Input records.
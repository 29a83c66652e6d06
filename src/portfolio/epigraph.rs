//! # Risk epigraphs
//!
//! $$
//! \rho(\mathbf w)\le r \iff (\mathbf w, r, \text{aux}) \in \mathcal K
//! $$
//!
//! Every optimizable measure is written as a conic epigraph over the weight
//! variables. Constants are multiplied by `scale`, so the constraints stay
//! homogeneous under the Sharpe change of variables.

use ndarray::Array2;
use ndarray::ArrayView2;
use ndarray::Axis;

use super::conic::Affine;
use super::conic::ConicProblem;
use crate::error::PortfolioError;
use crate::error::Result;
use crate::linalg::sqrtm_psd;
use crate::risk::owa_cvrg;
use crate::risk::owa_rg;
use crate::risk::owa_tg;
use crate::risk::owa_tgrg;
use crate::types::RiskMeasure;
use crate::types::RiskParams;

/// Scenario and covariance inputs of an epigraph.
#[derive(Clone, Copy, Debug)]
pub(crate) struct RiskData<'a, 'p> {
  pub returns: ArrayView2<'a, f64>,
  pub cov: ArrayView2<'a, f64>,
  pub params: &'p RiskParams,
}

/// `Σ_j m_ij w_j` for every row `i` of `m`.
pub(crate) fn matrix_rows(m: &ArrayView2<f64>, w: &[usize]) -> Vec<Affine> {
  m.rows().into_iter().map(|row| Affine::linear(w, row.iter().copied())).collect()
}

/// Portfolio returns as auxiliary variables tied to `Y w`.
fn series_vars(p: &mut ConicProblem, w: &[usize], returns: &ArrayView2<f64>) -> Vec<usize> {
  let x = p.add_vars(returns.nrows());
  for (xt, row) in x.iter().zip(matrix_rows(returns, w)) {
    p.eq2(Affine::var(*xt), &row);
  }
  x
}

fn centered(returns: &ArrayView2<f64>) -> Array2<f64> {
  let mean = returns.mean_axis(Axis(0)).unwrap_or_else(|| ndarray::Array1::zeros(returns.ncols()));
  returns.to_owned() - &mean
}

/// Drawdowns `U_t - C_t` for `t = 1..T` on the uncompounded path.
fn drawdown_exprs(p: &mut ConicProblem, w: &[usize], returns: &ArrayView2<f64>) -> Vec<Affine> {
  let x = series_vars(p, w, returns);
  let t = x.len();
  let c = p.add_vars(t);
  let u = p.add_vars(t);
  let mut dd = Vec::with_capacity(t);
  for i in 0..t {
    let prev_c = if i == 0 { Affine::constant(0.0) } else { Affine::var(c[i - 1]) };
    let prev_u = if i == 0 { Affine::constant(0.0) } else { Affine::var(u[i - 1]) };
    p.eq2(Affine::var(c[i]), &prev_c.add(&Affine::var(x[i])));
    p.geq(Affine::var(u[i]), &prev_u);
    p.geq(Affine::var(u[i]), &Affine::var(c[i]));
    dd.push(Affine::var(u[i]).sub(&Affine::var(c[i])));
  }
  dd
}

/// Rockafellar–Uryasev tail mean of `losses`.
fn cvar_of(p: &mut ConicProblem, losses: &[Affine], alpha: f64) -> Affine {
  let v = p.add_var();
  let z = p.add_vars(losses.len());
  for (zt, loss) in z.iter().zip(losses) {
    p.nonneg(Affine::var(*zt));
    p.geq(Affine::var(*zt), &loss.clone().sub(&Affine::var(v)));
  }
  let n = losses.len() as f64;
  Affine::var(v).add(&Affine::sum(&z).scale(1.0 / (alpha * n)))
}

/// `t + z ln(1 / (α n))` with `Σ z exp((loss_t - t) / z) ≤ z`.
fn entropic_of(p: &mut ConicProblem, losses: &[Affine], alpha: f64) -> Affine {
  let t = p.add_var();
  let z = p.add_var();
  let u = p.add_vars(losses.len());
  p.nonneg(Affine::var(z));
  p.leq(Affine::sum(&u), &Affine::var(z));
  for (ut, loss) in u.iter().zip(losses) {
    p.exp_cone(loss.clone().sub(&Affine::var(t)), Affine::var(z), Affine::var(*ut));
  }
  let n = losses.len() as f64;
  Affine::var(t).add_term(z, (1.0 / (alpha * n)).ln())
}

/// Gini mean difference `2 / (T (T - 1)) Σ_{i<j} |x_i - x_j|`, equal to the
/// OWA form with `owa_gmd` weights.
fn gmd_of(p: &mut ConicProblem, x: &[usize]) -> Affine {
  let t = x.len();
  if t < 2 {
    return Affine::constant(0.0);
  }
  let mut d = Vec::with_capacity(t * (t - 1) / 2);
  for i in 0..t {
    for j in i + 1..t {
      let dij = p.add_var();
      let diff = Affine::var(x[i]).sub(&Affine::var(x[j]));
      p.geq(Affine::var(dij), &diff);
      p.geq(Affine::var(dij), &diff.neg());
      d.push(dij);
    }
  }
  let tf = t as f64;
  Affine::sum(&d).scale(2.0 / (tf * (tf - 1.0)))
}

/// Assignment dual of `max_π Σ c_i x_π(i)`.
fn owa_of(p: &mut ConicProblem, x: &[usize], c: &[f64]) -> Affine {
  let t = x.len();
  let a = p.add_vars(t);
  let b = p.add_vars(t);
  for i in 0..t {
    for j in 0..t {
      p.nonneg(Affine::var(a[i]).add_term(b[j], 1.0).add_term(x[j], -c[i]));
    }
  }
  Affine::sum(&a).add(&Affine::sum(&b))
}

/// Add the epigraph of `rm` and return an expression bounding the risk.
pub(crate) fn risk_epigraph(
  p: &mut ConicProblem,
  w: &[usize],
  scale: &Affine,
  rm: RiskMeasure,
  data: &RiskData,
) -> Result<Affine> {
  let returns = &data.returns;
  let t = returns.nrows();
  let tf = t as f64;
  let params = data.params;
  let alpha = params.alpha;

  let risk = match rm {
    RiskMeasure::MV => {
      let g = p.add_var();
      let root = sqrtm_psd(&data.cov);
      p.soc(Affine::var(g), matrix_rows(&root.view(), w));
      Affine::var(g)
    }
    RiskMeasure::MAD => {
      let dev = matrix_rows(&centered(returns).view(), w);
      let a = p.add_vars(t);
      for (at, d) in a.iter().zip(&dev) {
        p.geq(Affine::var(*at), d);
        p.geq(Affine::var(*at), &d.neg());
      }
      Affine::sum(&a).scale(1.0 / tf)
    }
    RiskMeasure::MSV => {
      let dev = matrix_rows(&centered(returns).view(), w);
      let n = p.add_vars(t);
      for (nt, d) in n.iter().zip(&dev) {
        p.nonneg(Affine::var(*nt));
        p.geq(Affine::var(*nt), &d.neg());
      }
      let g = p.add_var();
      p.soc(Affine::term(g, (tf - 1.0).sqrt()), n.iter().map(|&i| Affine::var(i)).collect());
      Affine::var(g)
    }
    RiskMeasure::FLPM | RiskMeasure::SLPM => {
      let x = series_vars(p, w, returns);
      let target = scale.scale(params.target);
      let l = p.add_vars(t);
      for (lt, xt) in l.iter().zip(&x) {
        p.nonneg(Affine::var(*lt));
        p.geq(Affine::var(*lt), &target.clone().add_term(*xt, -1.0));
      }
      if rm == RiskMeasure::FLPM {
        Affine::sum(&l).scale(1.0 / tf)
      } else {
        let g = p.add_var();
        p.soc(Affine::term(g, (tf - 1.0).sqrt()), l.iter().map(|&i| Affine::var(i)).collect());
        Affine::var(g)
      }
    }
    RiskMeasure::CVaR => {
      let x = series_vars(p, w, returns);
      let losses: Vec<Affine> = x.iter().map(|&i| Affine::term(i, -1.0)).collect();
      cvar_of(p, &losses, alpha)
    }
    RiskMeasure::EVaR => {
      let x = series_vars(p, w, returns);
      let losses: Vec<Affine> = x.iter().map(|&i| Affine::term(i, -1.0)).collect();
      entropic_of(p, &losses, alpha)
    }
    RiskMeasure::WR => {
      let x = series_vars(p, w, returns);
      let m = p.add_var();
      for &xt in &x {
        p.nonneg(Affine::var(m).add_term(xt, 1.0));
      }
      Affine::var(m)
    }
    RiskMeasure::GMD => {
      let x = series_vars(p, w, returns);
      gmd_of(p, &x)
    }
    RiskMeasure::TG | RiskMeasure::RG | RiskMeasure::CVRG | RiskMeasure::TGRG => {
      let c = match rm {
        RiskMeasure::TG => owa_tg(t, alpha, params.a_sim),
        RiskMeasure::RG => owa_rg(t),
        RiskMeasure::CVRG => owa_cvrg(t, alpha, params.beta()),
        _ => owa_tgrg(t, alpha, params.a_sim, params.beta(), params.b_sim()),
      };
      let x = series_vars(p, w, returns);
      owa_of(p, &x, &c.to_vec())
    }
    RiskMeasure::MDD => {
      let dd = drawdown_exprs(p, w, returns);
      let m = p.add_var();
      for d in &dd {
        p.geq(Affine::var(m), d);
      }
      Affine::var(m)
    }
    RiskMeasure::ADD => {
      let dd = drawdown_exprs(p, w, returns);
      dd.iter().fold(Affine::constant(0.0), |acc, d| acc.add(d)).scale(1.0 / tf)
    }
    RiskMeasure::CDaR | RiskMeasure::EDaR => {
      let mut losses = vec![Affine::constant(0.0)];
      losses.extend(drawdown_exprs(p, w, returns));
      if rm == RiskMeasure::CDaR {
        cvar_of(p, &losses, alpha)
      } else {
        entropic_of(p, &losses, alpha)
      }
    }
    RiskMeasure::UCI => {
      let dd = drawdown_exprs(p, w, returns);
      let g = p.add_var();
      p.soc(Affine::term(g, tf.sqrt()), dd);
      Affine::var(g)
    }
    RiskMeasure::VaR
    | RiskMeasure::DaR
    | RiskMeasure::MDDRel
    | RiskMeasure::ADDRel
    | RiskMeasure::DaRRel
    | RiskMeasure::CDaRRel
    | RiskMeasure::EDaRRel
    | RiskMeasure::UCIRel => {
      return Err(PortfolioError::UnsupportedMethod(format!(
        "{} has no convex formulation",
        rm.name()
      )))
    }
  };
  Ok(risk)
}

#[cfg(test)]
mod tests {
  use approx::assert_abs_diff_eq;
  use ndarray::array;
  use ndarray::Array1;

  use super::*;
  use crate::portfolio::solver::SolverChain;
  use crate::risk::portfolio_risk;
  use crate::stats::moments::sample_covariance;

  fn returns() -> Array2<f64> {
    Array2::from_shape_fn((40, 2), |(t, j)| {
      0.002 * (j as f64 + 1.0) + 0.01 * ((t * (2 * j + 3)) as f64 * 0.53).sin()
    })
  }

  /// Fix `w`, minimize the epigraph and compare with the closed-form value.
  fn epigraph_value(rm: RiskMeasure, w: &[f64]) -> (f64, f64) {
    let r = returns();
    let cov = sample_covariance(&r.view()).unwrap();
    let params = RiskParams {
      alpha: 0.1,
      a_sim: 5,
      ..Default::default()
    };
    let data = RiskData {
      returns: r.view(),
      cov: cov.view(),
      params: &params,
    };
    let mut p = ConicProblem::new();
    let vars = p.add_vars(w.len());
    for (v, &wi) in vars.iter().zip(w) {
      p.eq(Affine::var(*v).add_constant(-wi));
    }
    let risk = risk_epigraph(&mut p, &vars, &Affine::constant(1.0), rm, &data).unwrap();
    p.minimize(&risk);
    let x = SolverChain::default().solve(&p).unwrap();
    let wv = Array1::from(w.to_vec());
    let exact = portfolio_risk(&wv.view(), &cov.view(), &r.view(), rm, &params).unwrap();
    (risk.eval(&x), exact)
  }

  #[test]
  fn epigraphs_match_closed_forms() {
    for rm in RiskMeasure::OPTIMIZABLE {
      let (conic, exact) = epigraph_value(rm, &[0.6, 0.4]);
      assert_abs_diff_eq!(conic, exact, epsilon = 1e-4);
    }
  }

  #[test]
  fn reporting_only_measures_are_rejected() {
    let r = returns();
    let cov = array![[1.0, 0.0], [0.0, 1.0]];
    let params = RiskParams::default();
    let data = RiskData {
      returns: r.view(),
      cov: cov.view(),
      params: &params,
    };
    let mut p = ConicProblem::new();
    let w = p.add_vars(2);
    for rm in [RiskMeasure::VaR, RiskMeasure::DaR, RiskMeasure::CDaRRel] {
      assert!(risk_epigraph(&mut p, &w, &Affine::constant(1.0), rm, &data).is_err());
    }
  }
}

Problem to work on.
Where a line of the records contains the word "nrows", copy that line.

Solution to this exercise.
  let x = p.add_vars(returns.nrows());
  let t = returns.nrows();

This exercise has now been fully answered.